▶ [ACTIVITY]: Identify all lines below that hold "full" and collect them.

Stored data:

//! README gallery index
//!
//! The repository keeps artwork in `vector/<set>/` and `sketch/<set>/`.
//! Every set gets thumbnails under `.thumb/<section>/<set>/` and a block of
//! linked images in `README.md`. Paths in the README are relative to the
//! gallery root and always use forward slashes.

use std::fmt::Write as _;
use std::fs;
use std::path::{Path, PathBuf};
use std::process::Command;

use image::RgbaImage;
use tracing::{debug, info, span, warn, Level};

use super::collage::{make_folder_collage, Collage};
use crate::core::geometry::scale_to_height;
use crate::core::raster::{extension_of, load_image, replace_ext, save_png, scale_over, size_of};
use crate::core::walk::{file_name_of, sorted_entries};
use crate::core::{ArtboxError, Rect};

/// Thumbnail height in pixels
pub const THUMBNAIL_SIZE: u32 = 128;
/// Columns of a folder collage
pub const COLLAGE_COLUMNS: usize = 6;
/// Files whose name contains this marker are left out of the index
pub const SHEET_MARKER: &str = ".sheet.";

pub const DEFAULT_HEADER: &str = "# Artwork\n\nClick a thumbnail to open the full-size file.\n";
pub const VECTOR_HEADER: &str = "\n## Vector\n";
pub const SKETCHES_HEADER: &str = "\n## Sketches\n";

/// Turns an `.svg` into a PNG of a given height
pub trait SvgRasterizer {
    fn rasterize(&self, svg: &Path, png: &Path, height: u32) -> Result<(), ArtboxError>;
}

/// Rasterizer backed by the Inkscape command line
#[derive(Debug, Clone)]
pub struct InkscapeCommand {
    pub program: PathBuf,
}

impl Default for InkscapeCommand {
    fn default() -> Self {
        Self {
            program: PathBuf::from("inkscape"),
        }
    }
}

impl SvgRasterizer for InkscapeCommand {
    fn rasterize(&self, svg: &Path, png: &Path, height: u32) -> Result<(), ArtboxError> {
        let command = self.program.display().to_string();
        debug!(%command, svg = %svg.display(), "Exporting vector");
        let status = Command::new(&self.program)
            .arg("-h")
            .arg(height.to_string())
            .arg("-e")
            .arg(png)
            .arg(svg)
            .status()
            .map_err(|err| ArtboxError::command(&command, err.to_string()))?;

        if status.success() {
            Ok(())
        } else {
            Err(ArtboxError::command(command, format!("exited with {}", status)))
        }
    }
}

/// One thumbnail pointing at its full-size file
#[derive(Debug, Clone, PartialEq, Eq)]
pub struct ThumbLink {
    pub thumb: PathBuf,
    pub actual: PathBuf,
    pub bounds: Rect,
}

/// Thumbnails of one artwork folder
#[derive(Debug, Clone)]
pub struct ThumbSet {
    pub name: String,
    pub folder: PathBuf,
    pub output: PathBuf,
    pub links: Vec<ThumbLink>,
}

/// Options for [`update_readme`]
#[derive(Debug, Clone)]
pub struct UpdateOptions {
    /// Gallery root containing `vector/` and `sketch/`
    pub root: PathBuf,
    /// Thumbnail directory, relative to the root
    pub thumb_dir: PathBuf,
    /// README file, relative to the root
    pub readme: PathBuf,
    pub header: String,
    /// Emit a `### [Name](folder)` title above every set
    pub with_titles: bool,
    /// One collage per sketch folder instead of individual thumbnails
    pub sketch_collages: bool,
}

impl Default for UpdateOptions {
    fn default() -> Self {
        Self {
            root: PathBuf::from("."),
            thumb_dir: PathBuf::from(".thumb"),
            readme: PathBuf::from("README.md"),
            header: DEFAULT_HEADER.to_string(),
            with_titles: false,
            sketch_collages: false,
        }
    }
}

/// Forward-slash rendering of a relative path
pub fn to_slash(path: &Path) -> String {
    path.to_string_lossy().replace('\\', "/")
}

/// Capitalize the first letter of every word
pub fn title_case(name: &str) -> String {
    let mut title = String::with_capacity(name.len());
    let mut at_word_start = true;
    for ch in name.chars() {
        if at_word_start {
            title.extend(ch.to_uppercase());
        } else {
            title.push(ch);
        }
        at_word_start = !ch.is_alphanumeric();
    }
    title
}

/// Thumbnail every file directly inside `root/folder` into `root/output`
///
/// Vectors go through `rasterizer`; a failed export is logged and the link is
/// kept. Rasters that fail to decode or save are logged and left out.
pub fn make_thumb_set(
    root: &Path,
    name: &str,
    folder: &Path,
    output: &Path,
    rasterizer: &dyn SvgRasterizer,
) -> Result<ThumbSet, ArtboxError> {
    let entries: Vec<PathBuf> = sorted_entries(&root.join(folder))?
        .into_iter()
        .filter(|path| path.is_file())
        .collect();
    if entries.is_empty() {
        return Err(ArtboxError::empty_input(format!(
            "no files in {}",
            folder.display()
        )));
    }

    let mut set = ThumbSet {
        name: name.to_string(),
        folder: folder.to_path_buf(),
        output: output.to_path_buf(),
        links: Vec::new(),
    };

    for entry in entries {
        let file_name = file_name_of(&entry);
        if file_name.contains(SHEET_MARKER) {
            continue;
        }
        let actual = folder.join(&file_name);
        let thumb = replace_ext(&output.join(&file_name), "png");
        let thumb_on_disk = root.join(&thumb);

        if extension_of(&entry) == "svg" {
            // inkscape refuses to overwrite some targets
            let _ = fs::remove_file(&thumb_on_disk);
            if let Some(parent) = thumb_on_disk.parent() {
                fs::create_dir_all(parent)?;
            }
            if let Err(err) = rasterizer.rasterize(&entry, &thumb_on_disk, THUMBNAIL_SIZE) {
                warn!(path = %entry.display(), error = %err, "Vector export failed");
            }
            set.links.push(ThumbLink {
                thumb,
                actual,
                bounds: Rect::new(0, 0, 0, THUMBNAIL_SIZE),
            });
            continue;
        }

        let image = match load_image(&entry) {
            Ok(image) => image,
            Err(err) => {
                warn!(path = %entry.display(), error = %err, "Skipping undecodable file");
                continue;
            }
        };
        let size = scale_to_height(size_of(&image), THUMBNAIL_SIZE);
        let bounds = Rect::new(0, 0, size.width, size.height);
        let mut canvas = RgbaImage::new(size.width, size.height);
        scale_over(&mut canvas, &image, bounds);
        if let Err(err) = save_png(&canvas, &thumb_on_disk) {
            warn!(path = %thumb.display(), error = %err, "Failed to write thumbnail");
            continue;
        }
        set.links.push(ThumbLink {
            thumb,
            actual,
            bounds,
        });
    }

    debug!(set = name, links = set.links.len(), "Built thumbnail set");
    Ok(set)
}

/// Sub-directories of `root/section`, sorted; a missing section is empty
fn section_folders(root: &Path, section: &str) -> Vec<String> {
    match sorted_entries(&root.join(section)) {
        Ok(entries) => entries
            .into_iter()
            .filter(|path| path.is_dir())
            .map(|path| file_name_of(&path))
            .collect(),
        Err(err) => {
            warn!(section, error = %err, "Section not readable");
            Vec::new()
        }
    }
}

/// Thumbnail sets for every folder of `section`
pub fn build_section(
    root: &Path,
    section: &str,
    thumb_dir: &Path,
    rasterizer: &dyn SvgRasterizer,
) -> Vec<ThumbSet> {
    let section_span = span!(Level::INFO, "section", section);
    let _enter = section_span.enter();

    let mut sets = Vec::new();
    for folder in section_folders(root, section) {
        let relative = Path::new(section).join(&folder);
        let output = thumb_dir.join(section).join(&folder);
        match make_thumb_set(root, &title_case(&folder), &relative, &output, rasterizer) {
            Ok(set) => sets.push(set),
            Err(err) => warn!(folder = %relative.display(), error = %err, "Skipping folder"),
        }
    }
    sets
}

/// One collage per folder of `section`, written to `<thumb_dir>/<section>/<folder>.jpg`
pub fn build_section_collages(root: &Path, section: &str, thumb_dir: &Path) -> Vec<(String, Collage)> {
    let mut collages = Vec::new();
    for folder in section_folders(root, section) {
        let relative = Path::new(section).join(&folder);
        let output = thumb_dir.join(section).join(format!("{}.jpg", folder));
        match make_folder_collage(
            &root.join(&relative),
            &root.join(&output),
            THUMBNAIL_SIZE,
            COLLAGE_COLUMNS,
        ) {
            Ok(mut collage) => {
                collage.output = output;
                collages.push((title_case(&folder), collage));
            }
            Err(err) => warn!(folder = %relative.display(), error = %err, "Skipping folder"),
        }
    }
    collages
}

/// Index block for thumbnail sets
pub fn render_thumbs_index(with_titles: bool, sets: &[ThumbSet]) -> String {
    let mut out = String::new();
    for set in sets {
        if with_titles {
            let _ = writeln!(out, "\n### [{}]({})\n", set.name, to_slash(&set.folder));
        }
        for link in &set.links {
            let _ = writeln!(
                out,
                "[<img src=\"{}\">]({})",
                to_slash(&link.thumb),
                to_slash(&link.actual)
            );
        }
    }
    // All sets form one paragraph
    out.push_str("\n\n");
    out
}

/// Index block for folder collages, one linked image per folder
pub fn render_collage_index(with_titles: bool, root: &Path, collages: &[(String, Collage)]) -> String {
    let mut out = String::new();
    for (name, collage) in collages {
        let folder = collage
            .links
            .first()
            .and_then(|link| link.source.parent())
            .map(|parent| parent.strip_prefix(root).unwrap_or(parent).to_path_buf())
            .unwrap_or_default();
        if with_titles {
            let _ = writeln!(out, "\n### [{}]({})\n", name, to_slash(&folder));
        }
        let _ = writeln!(
            out,
            "[<img src=\"{}\">]({})",
            to_slash(&collage.output),
            to_slash(&folder)
        );
    }
    out
}

/// Regenerate thumbnails and write the README; returns the README path
pub fn update_readme(
    options: &UpdateOptions,
    rasterizer: &dyn SvgRasterizer,
) -> Result<PathBuf, ArtboxError> {
    let update_span = span!(Level::INFO, "update", root = %options.root.display());
    let _enter = update_span.enter();

    let root = options.root.as_path();
    let vectors = build_section(root, "vector", &options.thumb_dir, rasterizer);
    let sketches = if options.sketch_collages {
        let collages = build_section_collages(root, "sketch", &options.thumb_dir);
        render_collage_index(options.with_titles, root, &collages)
    } else {
        let sets = build_section(root, "sketch", &options.thumb_dir, rasterizer);
        render_thumbs_index(options.with_titles, &sets)
    };

    let mut readme = String::new();
    readme.push_str(&options.header);
    readme.push('\n');
    readme.push_str(VECTOR_HEADER);
    readme.push('\n');
    readme.push_str(&render_thumbs_index(options.with_titles, &vectors));
    readme.push_str(SKETCHES_HEADER);
    readme.push('\n');
    readme.push_str(&sketches);

    let path = root.join(&options.readme);
    fs::write(&path, readme)?;
    info!(path = %path.display(), vector_sets = vectors.len(), "Wrote README");
    Ok(path)
}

▶ [WORKED SOLUTION]:
pub const DEFAULT_HEADER: &str = "# Artwork\n\nClick a thumbnail to open the full-size file.\n";
/// One thumbnail pointing at its full-size file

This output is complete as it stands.